Following the Iranian attacks that affected the Gulf region, the global oil market has entered a new phase of pricing. The world’s energy trajectory has shifted from supply and demand calculations to geopolitical security equations and stability of supply.
Military tensions have returned oil to its traditional position as a key indicator of risk levels in the Middle East region, which represents the center of gravity for global energy exports.

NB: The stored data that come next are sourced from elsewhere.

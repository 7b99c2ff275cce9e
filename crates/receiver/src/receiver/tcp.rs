//! TCP receiver
//!
//! Listens on one port and services a single client at a time. Each accepted
//! connection gets its own detection pass and `ParserBinding`; records are
//! rewritten to `:{port}.{logger}` and handed to the attached sink.
//!
//! # Lifecycle
//!
//! `Idle → Listening → Bound → Reconnecting → Listening ...`, ending in
//! `Terminated` after `terminate()`. A lost or unparseable connection is
//! closed, the worker waits `reconnect_backoff_ms` and accepts again, with no
//! retry limit.

use std::io;
use std::net::{IpAddr, Ipv4Addr, Ipv6Addr, SocketAddr};
use std::sync::Arc;

use parking_lot::{Mutex, RwLock};
use tokio::net::{TcpListener, TcpSocket, TcpStream};
use tokio::sync::watch;
use tokio::task::JoinHandle;
use tokio::time::{sleep, timeout};
use tokio_util::sync::CancellationToken;
use tracing::{debug, info, trace, warn};

use super::error::ReceiverError;
use super::sink::Notifiable;
use crate::conf::ReceiverConfig;
use crate::parser::metrics::{MetricsSnapshot, ParsingMetrics};
use crate::parser::{FormatSelector, ParserBinding, Selection};
use crate::record::LogRecord;

pub const DISPLAY_NAME: &str = "TCP (IP v4 and v6)";

#[derive(Debug, Clone, Copy, PartialEq, Eq)]
pub enum ReceiverState {
    Idle,
    Listening,
    /// A client is connected.
    Bound,
    /// Connection lost, waiting out the backoff.
    Reconnecting,
    Terminated,
}

/// State shared between the handle and its worker task.
struct Shared {
    config: ReceiverConfig,
    selector: FormatSelector,
    sink: RwLock<Option<Arc<dyn Notifiable>>>,
    state: watch::Sender<ReceiverState>,
}

impl Shared {
    fn set_state(&self, state: ReceiverState) {
        self.state.send_replace(state);
    }

    fn metrics(&self) -> &ParsingMetrics {
        self.selector.metrics()
    }

    fn publish(&self, record: LogRecord) {
        let sink = self.sink.read().clone();
        match sink {
            Some(sink) => sink.notify(record),
            None => trace!(logger = %record.logger_name, "No sink attached, dropping record"),
        }
    }
}

struct Worker {
    cancel: CancellationToken,
    handle: JoinHandle<()>,
    local_addr: SocketAddr,
}

pub struct TcpReceiver {
    shared: Arc<Shared>,
    worker: Mutex<Option<Worker>>,
}

impl TcpReceiver {
    pub fn new(config: ReceiverConfig) -> Result<Self, ReceiverError> {
        config.validate().map_err(ReceiverError::Config)?;

        let metrics = Arc::new(ParsingMetrics::new());
        let selector = FormatSelector::from_config(&config, metrics);
        let (state, _) = watch::channel(ReceiverState::Idle);

        Ok(Self {
            shared: Arc::new(Shared {
                config,
                selector,
                sink: RwLock::new(None),
                state,
            }),
            worker: Mutex::new(None),
        })
    }

    pub fn display_name(&self) -> &'static str {
        DISPLAY_NAME
    }

    pub fn config(&self) -> &ReceiverConfig {
        &self.shared.config
    }

    /// Bind the listening socket and start the worker without waiting for a
    /// client. Must be called from within a Tokio runtime.
    ///
    /// Calling it while already running returns the existing address.
    pub fn initialize(&self) -> Result<SocketAddr, ReceiverError> {
        let mut worker = self.worker.lock();
        if let Some(running) = worker.as_ref() {
            if !running.handle.is_finished() {
                return Ok(running.local_addr);
            }
        }

        let listener = bind(&self.shared.config)?;
        let local_addr = listener.local_addr()?;
        info!(address = %local_addr, "TCP receiver listening");
        self.shared.set_state(ReceiverState::Listening);

        let cancel = CancellationToken::new();
        let handle = tokio::spawn(run_worker(
            Arc::clone(&self.shared),
            listener,
            local_addr.port(),
            cancel.clone(),
        ));

        *worker = Some(Worker { cancel, handle, local_addr });
        Ok(local_addr)
    }

    /// Close the client connection and the listener and wait for the worker
    /// to exit. No-op when not running; `initialize()` may follow.
    pub async fn terminate(&self) {
        let worker = self.worker.lock().take();
        let Some(worker) = worker else {
            return;
        };

        worker.cancel.cancel();
        if let Err(e) = worker.handle.await {
            warn!(error = %e, "Receiver worker ended abnormally");
        }
        self.shared.set_state(ReceiverState::Terminated);
        info!(address = %worker.local_addr, "TCP receiver terminated");
    }

    /// Set the sink, replacing any previous one.
    pub fn attach(&self, sink: Arc<dyn Notifiable>) {
        *self.shared.sink.write() = Some(sink);
    }

    /// Clear the sink; records are dropped until the next `attach`.
    pub fn detach(&self) {
        *self.shared.sink.write() = None;
    }

    pub fn state(&self) -> ReceiverState {
        *self.shared.state.borrow()
    }

    pub fn subscribe_state(&self) -> watch::Receiver<ReceiverState> {
        self.shared.state.subscribe()
    }

    /// Address of the listening socket while running.
    pub fn local_addr(&self) -> Option<SocketAddr> {
        self.worker.lock().as_ref().map(|w| w.local_addr)
    }

    pub fn metrics(&self) -> MetricsSnapshot {
        self.shared.metrics().snapshot()
    }

    /// Snippets for pointing a remote logging framework at this receiver.
    pub fn sample_client_config(&self) -> String {
        let port = self.local_addr().map_or(self.shared.config.port, |a| a.port());
        format!(
            "Configuration for NLog:\n\
             <target name=\"TcpOutlet\" xsi:type=\"NLogViewer\" address=\"tcp://localhost:{port}\"/>\n\
             \n\
             Configuration for log4j:\n\
             <appender name=\"Log2Console\" class=\"org.apache.log4j.net.SocketAppender\">\n\
             \x20 <param name=\"RemoteHost\" value=\"localhost\"/>\n\
             \x20 <param name=\"Port\" value=\"{port}\"/>\n\
             \x20 <layout class=\"org.apache.log4j.xml.XMLLayout\"/>\n\
             </appender>\n\
             \n\
             Configuration for log4j2:\n\
             <Socket name=\"Log2Console\" host=\"localhost\" port=\"{port}\" protocol=\"TCP\">\n\
             \x20 <XmlLayout compact=\"true\" locationInfo=\"true\"/>\n\
             </Socket>",
            port = port
        )
    }
}

impl Drop for TcpReceiver {
    fn drop(&mut self) {
        if let Some(worker) = self.worker.get_mut().take() {
            worker.cancel.cancel();
        }
    }
}

fn bind(config: &ReceiverConfig) -> Result<TcpListener, ReceiverError> {
    let ip: IpAddr = if config.ipv6 {
        Ipv6Addr::UNSPECIFIED.into()
    } else {
        Ipv4Addr::UNSPECIFIED.into()
    };
    let address = SocketAddr::new(ip, config.port);
    let bind_err = |source: io::Error| ReceiverError::Bind { address, source };

    let socket = if config.ipv6 {
        TcpSocket::new_v6()
    } else {
        TcpSocket::new_v4()
    }
    .map_err(bind_err)?;

    // allows terminate() followed by initialize() on the same port
    socket.set_reuseaddr(true).map_err(bind_err)?;
    let rcvbuf = u32::try_from(config.buffer_size).unwrap_or(u32::MAX);
    if let Err(e) = socket.set_recv_buffer_size(rcvbuf) {
        warn!(error = %e, "Failed to set SO_RCVBUF");
    }

    socket.bind(address).map_err(bind_err)?;
    socket.listen(config.backlog).map_err(bind_err)
}

enum Disconnect {
    Cancelled,
    Closed(String),
}

async fn run_worker(shared: Arc<Shared>, listener: TcpListener, port: u16, cancel: CancellationToken) {
    loop {
        shared.set_state(ReceiverState::Listening);

        let accepted = tokio::select! {
            _ = cancel.cancelled() => break,
            accepted = listener.accept() => accepted,
        };

        match accepted {
            Ok((stream, peer)) => {
                info!(%peer, "Client connected");
                shared.set_state(ReceiverState::Bound);
                shared.metrics().inc_connections();

                let ended = Connection::new(&shared, port).serve(stream, &cancel).await;
                shared.metrics().dec_connections();

                match ended {
                    Disconnect::Cancelled => break,
                    Disconnect::Closed(reason) => info!(%peer, %reason, "Client disconnected"),
                }
            }
            Err(e) => warn!(error = %e, "TCP accept error"),
        }

        shared.set_state(ReceiverState::Reconnecting);
        shared.metrics().record_reconnect();
        debug!(backoff_ms = shared.config.reconnect_backoff_ms, "Waiting before accepting again");

        tokio::select! {
            _ = cancel.cancelled() => break,
            _ = sleep(shared.config.reconnect_backoff()) => {}
        }
    }

    debug!(port, "Receiver worker stopped");
}

/// Per-connection state: bytes seen before detection, then the binding.
struct Connection<'a> {
    shared: &'a Shared,
    logger_prefix: String,
    pending: Vec<u8>,
    binding: Option<ParserBinding>,
}

impl<'a> Connection<'a> {
    fn new(shared: &'a Shared, port: u16) -> Self {
        Self {
            shared,
            logger_prefix: format!(":{}.", port),
            pending: Vec::new(),
            binding: None,
        }
    }

    async fn serve(mut self, stream: TcpStream, cancel: &CancellationToken) -> Disconnect {
        let mut buf = vec![0u8; self.shared.config.buffer_size];
        let poll_interval = self.shared.config.poll_interval();

        loop {
            let ready = tokio::select! {
                _ = cancel.cancelled() => return Disconnect::Cancelled,
                ready = timeout(poll_interval, stream.readable()) => ready,
            };

            match ready {
                // idle: only a socket error ends the connection
                Err(_) => match stream.take_error() {
                    Ok(None) => continue,
                    Ok(Some(e)) | Err(e) => return Disconnect::Closed(e.to_string()),
                },
                Ok(Err(e)) => return Disconnect::Closed(e.to_string()),
                Ok(Ok(())) => {}
            }

            match stream.try_read(&mut buf) {
                Ok(0) => return Disconnect::Closed("connection closed by peer".to_string()),
                Ok(n) => {
                    if let Err(reason) = self.on_bytes(&buf[..n]) {
                        return Disconnect::Closed(reason);
                    }
                }
                Err(e) if e.kind() == io::ErrorKind::WouldBlock => continue,
                Err(e) => return Disconnect::Closed(e.to_string()),
            }
        }
    }

    fn on_bytes(&mut self, bytes: &[u8]) -> Result<(), String> {
        match self.binding.as_mut() {
            Some(binding) => binding.feed(bytes),
            None => {
                self.pending.extend_from_slice(bytes);
                match self.shared.selector.select(&self.pending) {
                    Selection::Bound(binding) => {
                        info!(format = %binding.format(), "Detected event schema");
                        self.pending = Vec::new();
                        self.binding = Some(binding);
                    }
                    Selection::Pending => return Ok(()),
                    Selection::Unrecognized => {
                        warn!(bytes = self.pending.len(), "No parser recognizes the stream");
                        return Err("unrecognized stream".to_string());
                    }
                }
            }
        }

        let Some(binding) = self.binding.as_mut() else {
            return Ok(());
        };
        let shared = self.shared;
        let prefix = &self.logger_prefix;

        binding
            .consume_available(&shared.config.default_logger, |mut record| {
                record.logger_name.insert_str(0, prefix);
                shared.publish(record);
            })
            .map(|_| ())
            .map_err(|e| e.to_string())
    }
}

Before the oil price spike, Brent crude was relatively stable, hovering around the $72 per barrel level, but military developments have caused investors to reassess risk and add what is known as a war premium. War premiums are price increases associated with possible production disruptions or threats to maritime shipping routes. Energy market analysts believe that the market has entered a sensitive stage controlled by security factors in the Gulf and important sea lanes.
Energy experts estimate that under a base-case scenario, oil prices will reach $80 a barrel in the short term, with tensions continuing without actual supply disruptions. A moderate escalation scenario related to expanded military operations and increased insurance risk for oil tankers could push prices into the $85 to $90 per barrel range.
If Strait of Hormuz navigation is exposed to any direct disruption, the market could witness a sharp rise above the $100 barrier as a result of the global supply shock.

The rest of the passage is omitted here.